The drivers shift without using the clutch in the high-performance race car, using the left foot to brake like many NASCAR drivers.
“But nobody had an issue with it,” Burt Frisselle said. He and Brian and their two other driving partners managed to work the car through the last three-fourths of the race without incident — no spins, no slips, no contact with the walls.
“We went on to lead a bunch of laps. I was extremely pleased with how we drove,” Burt Frisselle said.
The sting of the close third-place finish was eased somewhat by the fact that their Action Express Racing companion team, led by Christian Fittipaldi, went on to win the 2014 Rolex 24 Hours of Daytona.
“Their win was well deserved,” Brian Frisselle said, adding that the brothers have tremendous respect for Fittipaldi and his fellow drivers — Joao Barbosa of Portugal and Sebastien Bourdais of France.
“We’re all close friends,” Brian Frisselle said, adding that Fittipaldi has visited them in Aspen on ski trips.
The Daytona endurance win was the second for Fittipaldi and the third for Bourdais.
Fittipalidi is the son of former Grand Prix driver and team owner Wilson Fittipaldi and the nephew of two-time Formula One champ and Indianapolis 500 winner Emerson Fittipaldi.
French driver Fabien Giroix and Australian John Martin teamed with the Frisselles for Action Express Racing’s third place, giving the team two spots on the Daytona podium.
“It could have been closer at the end,” Brian Frisselle said. “But I had a lot of traffic to deal with in my last (stretch in the car). And we wanted to make sure we finished.”
He said the other complicating issue for the drivers at Daytona was the sensitivity of new, or cold, tires when they were rotated onto the car.
“You felt like you were driving on ice with sticker (new) tires,” Brian Frisselle said. “You had no grip.”
But, he said, the drivers handled the delicate new tires without a major issue.
And their team owner was ecstatic with a 1-3 finish, but hopeful of a 1-2 order.
“Our guys have all worked extremely hard to get the win,” team owner Bob Johnson said. “I am just as proud as can be that all of that hard work paid off.”
Fittipaldi also complimented the Frisselles and their performance in the No. 9 Corvette.
“I think the only thing that could have made it a little more special would have been if we could have finished 1-2, but obviously 1-3 is an awesome result,” Fittipaldi said. “And it’s a great result for Burt (Frisselle) and Brian (Frisselle) … Burt and Brian are working well (together). They definitely came alive.”
Brian Frisselle added the family’s perspective to the race last weekend.
“It is just a nice thing that we are blessed to be able to have success together (at Daytona) as a family,” Brian Frisselle said.
“Dad was on the podium … at the 24 Hours of Daytona, and he won the 12 Hours of Sebring. So Sebring is up next and hopefully we can match his mark there.”

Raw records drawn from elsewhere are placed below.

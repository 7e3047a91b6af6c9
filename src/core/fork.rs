//! Fork choice and chain replacement
//!
//! A candidate chain replaces the local one when it carries strictly more
//! cumulative work. Blocks past the common ancestor are swapped out as one
//! unit, and the regular transactions they carried go back into the pool.

use crate::core::block::{Block, BlockError, MAX_TARGET};
use crate::core::ledger::{Ledger, LedgerError, LedgerEvent, LedgerState};
use crate::core::transaction::{Transaction, TransactionType};
use crate::core::validation::{contains_transaction, Validator};
use thiserror::Error;

/// Chain replacement errors
#[derive(Error, Debug, Clone, PartialEq)]
pub enum ChainError {
    #[error("Candidate chain has less cumulative work: {candidate} <= {local}")]
    InsufficientWork { candidate: f64, local: f64 },
    #[error("No common ancestor with the candidate chain")]
    NoCommonAncestor,
    #[error("Genesis blocks aren't the same")]
    GenesisMismatch,
    #[error("Invalid block sequence at block {index}: {source}")]
    InvalidBlockSequence {
        index: u64,
        #[source]
        source: BlockError,
    },
    #[error("Stale transaction '{0}' spends no output of the new chain")]
    UnresolvableStaleTransaction(String),
}

/// Work score of a chain: the sum of `(target + 1) / MAX_TARGET` per block.
///
/// Easier targets score higher, so this measures neither hashes nor time.
pub fn cumulative_difficulty(blocks: &[Block]) -> f64 {
    blocks
        .iter()
        .map(|block| (block.target as f64 + 1.0) / MAX_TARGET as f64)
        .sum()
}

/// Highest index `i` such that both chains hold the same block hash at
/// every position up to `i`, scanning position by position from genesis.
///
/// The scan stops at the first position where the hashes differ or where
/// either chain runs out.
pub fn common_ancestor(local: &[Block], candidate: &[Block]) -> Option<usize> {
    local
        .iter()
        .zip(candidate)
        .take_while(|(ours, theirs)| ours.hash == theirs.hash)
        .count()
        .checked_sub(1)
}

impl LedgerState {
    /// Return stale regular transactions to the pool
    fn readmit_stale(&mut self, stale: &[Block]) -> Result<Vec<Transaction>, LedgerError> {
        let mut readmitted = Vec::new();

        for transaction in stale.iter().flat_map(|block| &block.transactions) {
            if transaction.kind() != TransactionType::Regular
                || self.pending.iter().any(|tx| tx.id == transaction.id)
                || contains_transaction(&self.blocks, &transaction.id)
            {
                continue;
            }

            let resolvable = transaction
                .inputs()
                .iter()
                .any(|input| contains_transaction(&self.blocks, &input.transaction));
            if !resolvable {
                log::error!(
                    "Stale transaction {} spends no output of the new chain",
                    transaction.id
                );
                return Err(ChainError::UnresolvableStaleTransaction(transaction.id.clone()).into());
            }

            log::debug!("Returning stale transaction to the pool: {}", transaction.id);
            readmitted.push(self.admit_transaction(transaction.clone())?);
        }

        Ok(readmitted)
    }
}

impl Ledger {
    /// Replace the local chain with `candidate` when it carries more work.
    ///
    /// Returns the blocks applied on top of the common ancestor. On any
    /// failure the ledger is left exactly as it was.
    pub fn replace_chain(&mut self, candidate: Vec<Block>) -> Result<Vec<Block>, LedgerError> {
        let local_work = cumulative_difficulty(&self.state.blocks);
        let candidate_work = cumulative_difficulty(&candidate);
        if candidate_work <= local_work {
            log::error!(
                "Blockchain shorter than the current blockchain ({} <= {})",
                candidate_work,
                local_work
            );
            return Err(ChainError::InsufficientWork {
                candidate: candidate_work,
                local: local_work,
            }
            .into());
        }

        let ancestor = common_ancestor(&self.state.blocks, &candidate).ok_or_else(|| {
            log::error!("No common ancestor with the candidate chain");
            ChainError::NoCommonAncestor
        })?;

        let new_blocks = candidate[ancestor + 1..].to_vec();
        let spliced: Vec<Block> = self.state.blocks[..=ancestor]
            .iter()
            .chain(new_blocks.iter())
            .cloned()
            .collect();
        Validator::new(&spliced, &self.state.pending)
            .check_chain(&spliced)
            .map_err(|err| {
                log::error!("Invalid candidate chain: {}", err);
                err
            })?;

        let mut staged = self.state.clone();
        let stale = staged.blocks.split_off(ancestor + 1);
        for block in &new_blocks {
            staged
                .apply_block_within(block.clone(), &spliced)
                .map_err(|source| ChainError::InvalidBlockSequence {
                    index: block.index,
                    source,
                })?;
        }
        let readmitted = staged.readmit_stale(&stale)?;

        self.commit(staged)?;

        log::info!(
            "Blockchain replaced: {} blocks from #{} ({} stale, {} transactions returned to the pool)",
            new_blocks.len(),
            ancestor + 1,
            stale.len(),
            readmitted.len()
        );

        for transaction in readmitted {
            self.emit(LedgerEvent::TransactionAdded(transaction));
        }
        self.emit(LedgerEvent::BlockchainReplaced(new_blocks.clone()));

        Ok(new_blocks)
    }
}

#[cfg(test)]
mod tests {
    use super::*;
    use crate::core::test_support::{memory_ledger, mine, seal_block};
    use crate::core::transaction::MINING_REWARD;
    use crate::wallet::Wallet;

    fn extend(chain: &mut Vec<Block>, count: usize) {
        for _ in 0..count {
            let previous = chain.last().unwrap().clone();
            chain.push(seal_block(
                &previous,
                vec![Transaction::reward("other", MINING_REWARD)],
            ));
        }
    }

    #[test]
    fn test_cumulative_difficulty() {
        assert_eq!(cumulative_difficulty(&[]), 0.0);

        let genesis = Block::genesis();
        let work = cumulative_difficulty(std::slice::from_ref(&genesis));
        assert!((work - (MAX_TARGET as f64 + 1.0) / MAX_TARGET as f64).abs() < 1e-12);

        let mut hard = genesis.clone();
        hard.target = 1;
        assert!(cumulative_difficulty(&[hard]) < work);
    }

    #[test]
    fn test_common_ancestor() {
        let mut local = vec![Block::genesis()];
        extend(&mut local, 2);
        let mut candidate = local[..2].to_vec();
        extend(&mut candidate, 3);

        assert_eq!(common_ancestor(&local, &candidate), Some(1));
        assert_eq!(common_ancestor(&local, &local), Some(2));
        assert_eq!(common_ancestor(&local, &[]), None);

        let mut foreign = Block::genesis();
        foreign.nonce = 1;
        foreign.hash = foreign.calculate_hash();
        assert_eq!(common_ancestor(&local, &[foreign]), None);
    }

    #[test]
    fn test_replacement_requires_more_work() {
        let mut ledger = memory_ledger();
        let miner = Wallet::new();
        mine(&mut ledger, &miner.address());
        mine(&mut ledger, &miner.address());
        let before = ledger.get_all_blocks().to_vec();

        let mut candidate = vec![Block::genesis()];
        extend(&mut candidate, 2);

        let err = ledger.replace_chain(candidate).unwrap_err();
        assert!(matches!(
            err,
            LedgerError::Chain(ChainError::InsufficientWork { .. })
        ));
        assert_eq!(ledger.get_all_blocks(), &before[..]);
    }

    #[test]
    fn test_longer_chain_replaces_local() {
        let mut ledger = memory_ledger();
        let miner = Wallet::new();
        mine(&mut ledger, &miner.address());

        let mut candidate = vec![Block::genesis()];
        extend(&mut candidate, 3);

        let mut events = ledger.subscribe();
        let applied = ledger.replace_chain(candidate.clone()).unwrap();

        assert_eq!(applied, candidate[1..].to_vec());
        assert_eq!(ledger.get_all_blocks(), &candidate[..]);
        assert_eq!(ledger.get_balance_for_address(&miner.address()), 0);

        match events.try_recv().unwrap() {
            LedgerEvent::BlockchainReplaced(blocks) => assert_eq!(blocks.len(), 3),
            other => panic!("unexpected event {other:?}"),
        }
    }

    #[test]
    fn test_stale_transactions_return_to_pool() {
        let mut ledger = memory_ledger();
        let alice = Wallet::new();
        let bob = Wallet::new();
        mine(&mut ledger, &alice.address());
        let funded = ledger.get_all_blocks().to_vec();

        let payment = alice.create_transaction(&ledger, &bob.address(), 25, None).unwrap();
        let payment = ledger.add_transaction(payment, false).unwrap();
        mine(&mut ledger, &alice.address());
        assert!(ledger.get_transaction_from_blocks(&payment.id).is_some());

        // Competing branch from the funding block, one block longer
        let mut candidate = funded;
        extend(&mut candidate, 2);

        let mut events = ledger.subscribe();
        ledger.replace_chain(candidate.clone()).unwrap();

        assert_eq!(ledger.get_all_blocks(), &candidate[..]);
        assert_eq!(ledger.get_all_transactions(), &[payment.clone()]);
        assert_eq!(ledger.get_balance_for_address(&bob.address()), 25);

        match events.try_recv().unwrap() {
            LedgerEvent::TransactionAdded(tx) => assert_eq!(tx.id, payment.id),
            other => panic!("unexpected event {other:?}"),
        }
        assert!(matches!(
            events.try_recv().unwrap(),
            LedgerEvent::BlockchainReplaced(_)
        ));
    }

    #[test]
    fn test_unresolvable_stale_transaction_aborts() {
        let mut ledger = memory_ledger();
        let alice = Wallet::new();
        let bob = Wallet::new();
        mine(&mut ledger, &alice.address());

        let payment = alice.create_transaction(&ledger, &bob.address(), 25, None).unwrap();
        ledger.add_transaction(payment, false).unwrap();
        mine(&mut ledger, &alice.address());
        let before = ledger.get_all_blocks().to_vec();

        // Branch from genesis: alice's funding reward disappears with it
        let mut candidate = vec![Block::genesis()];
        extend(&mut candidate, 3);

        let err = ledger.replace_chain(candidate).unwrap_err();
        assert!(matches!(
            err,
            LedgerError::Chain(ChainError::UnresolvableStaleTransaction(_))
        ));
        assert_eq!(ledger.get_all_blocks(), &before[..]);
        assert!(ledger.get_all_transactions().is_empty());
    }

    #[test]
    fn test_invalid_candidate_is_rejected() {
        let mut ledger = memory_ledger();

        let mut candidate = vec![Block::genesis()];
        extend(&mut candidate, 2);
        candidate[2].previous_hash = "ab".repeat(32);
        candidate[2].hash = candidate[2].calculate_hash();

        let err = ledger.replace_chain(candidate).unwrap_err();
        assert!(matches!(
            err,
            LedgerError::Chain(ChainError::InvalidBlockSequence { index: 2, .. })
        ));
        assert_eq!(ledger.get_all_blocks().len(), 1);
    }

    #[test]
    fn test_foreign_genesis_has_no_common_ancestor() {
        let mut ledger = memory_ledger();

        let mut genesis = Block::genesis();
        genesis.timestamp += 1;
        genesis.hash = genesis.calculate_hash();
        let mut candidate = vec![genesis];
        extend(&mut candidate, 2);

        assert!(matches!(
            ledger.replace_chain(candidate).unwrap_err(),
            LedgerError::Chain(ChainError::NoCommonAncestor)
        ));
    }

    #[test]
    fn test_chain_with_registration_and_attendance_in_one_block() {
        let mut ledger = memory_ledger();
        let student = Wallet::new();
        mine(&mut ledger, &student.address());

        let registration = student.create_registration(&ledger, "21100052d").unwrap();
        ledger.add_transaction(registration, false).unwrap();
        let attendance = student
            .create_attendance(&ledger, "21100052d", "LECTURE-1", 1_700_000_000)
            .unwrap();
        ledger.add_transaction(attendance, false).unwrap();

        let block = mine(&mut ledger, &student.address());
        assert_eq!(block.count_of(TransactionType::Registration), 1);
        assert_eq!(block.count_of(TransactionType::Attendance), 1);
        assert!(ledger.get_all_transactions().is_empty());
        assert!(ledger
            .validator()
            .check_chain(ledger.get_all_blocks())
            .is_ok());

        let mut candidate = ledger.get_all_blocks().to_vec();
        extend(&mut candidate, 2);
        let applied = ledger.replace_chain(candidate).unwrap();

        assert_eq!(applied.len(), 2);
        assert_eq!(ledger.get_all_blocks().len(), 5);
        assert_eq!(
            ledger.get_attendance_list_by_id("21100052d").unwrap().len(),
            1
        );
    }
}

The Frisselle brothers, who worked their way up the racing ladder with deep family racing ties, are longtime Aspen residents. They even raced snowmobiles for a time when they lived in new Hampshire.
Their mother is a Denver native and their father attended the University of Colorado in Boulder.
At a point in their racing careers where they could select where they lived, “We chose Aspen,” Brian Frisselle said. “There’s no better place for someone in a sport to train than in Aspen.”